Ektal or Ektaal is a tala in Indian music. It is commonly used in classical music like kheyal, and semi-classical forms like Rabindra Sangeet. In ektal the 12 matras are divided into 6 vibhags of two matras each. Ektal is played in Drut gatti ( fast speed ). This tala is mostly played by the use of tabla. One more tala similar to Ektal is Chowtal which is played with the use of Pakhavaj, Ektaal is the tabla counterpart of Chowtaal. Many beautiful Kaida are played in Ektal. But Ektal is mostly played for Vilambit (slow pace of any Tal) .

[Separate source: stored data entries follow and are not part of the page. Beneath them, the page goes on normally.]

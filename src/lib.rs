//! # Depthcast
//!
//! Live depth and colour frame broadcasting - captures frames from a depth
//! sensor and streams them to WebSocket subscribers as RGBA images.
//!
//! ## Features
//!
//! - **Topic subscriptions**: Clients send `SUBSCRIBE video` / `SUBSCRIBE depth`
//! - **One worker per stream**: Frames are transformed and encoded once, then
//!   fanned out to every subscriber
//! - **Versioned binary protocol**: Timestamped, self-describing messages
//! - **Pluggable devices**: Capture backends sit behind [`device::DeviceProxy`]
//!
//! ## Modules
//!
//! - [`device`]: Capture backend interface, frame queue and synthetic device
//! - [`protocol`]: Client commands and server messages
//! - [`publisher`]: Per-stream pixel transforms and publish step
//! - [`websocket`]: Connection hub, topic channels and upgrade handler
//! - [`server`]: Server lifecycle and HTTP routes
//! - [`config`]: TOML configuration with environment overrides
//!
//! ## Quick Start
//!
//! ```rust,no_run
//! use depthcast::config::ServerConfig;
//! use depthcast::device::{SyntheticConfig, SyntheticDevice};
//! use depthcast::server::BroadcastServer;
//! use std::sync::Arc;
//!
//! #[tokio::main]
//! async fn main() -> Result<(), Box<dyn std::error::Error>> {
//!     let device = SyntheticDevice::new(SyntheticConfig::default())?;
//!     let server = Arc::new(BroadcastServer::new(ServerConfig::default(), Arc::new(device)));
//!
//!     // Stop from anywhere with server.stop()
//!     server.run().await?;
//!
//!     Ok(())
//! }
//! ```

pub mod config;
pub mod device;
pub mod protocol;
pub mod publisher;
pub mod server;
pub mod websocket;

pub use config::Config;
pub use device::{DeviceProxy, StreamKind};
pub use server::{BroadcastServer, ServerError, ServerState};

Basic information on tal Ektal :

Name - Ektal

Sum - 1st matra

Tali (claps) - 1, 5, 9, 11 matras

Khali (wave) - 3, 7 matras

Similar talas - Chowtal, Dadra, Garba (tal)

Related instruments - Tabla

Related to - Hindustani music

The form of Ektal is as follows:

clap, tap, wave, tap, clap, tap, wave, tap, clap, tap, clap, tap

It has a characteristic pattern of bols (theka) which goes as follows:
The Theka for Ektal
| Dhin | Dhin | | | DhaGe | TiR KiTa | | |
| ^{x} | | | ^{0} | | |
| Tu | Na | | | Kat | Tin | | |
| ^{2} | | | ^{0} | | |
| DhaGe | TiR KiTa | | | Dhin | Na | | |
| ^{3} | | | ^{4} | | |
It is very important in Indian Classical music and many compositions are based on it. The 'Tirkita' is played as 'Traka' in the drut gatti or fast laya.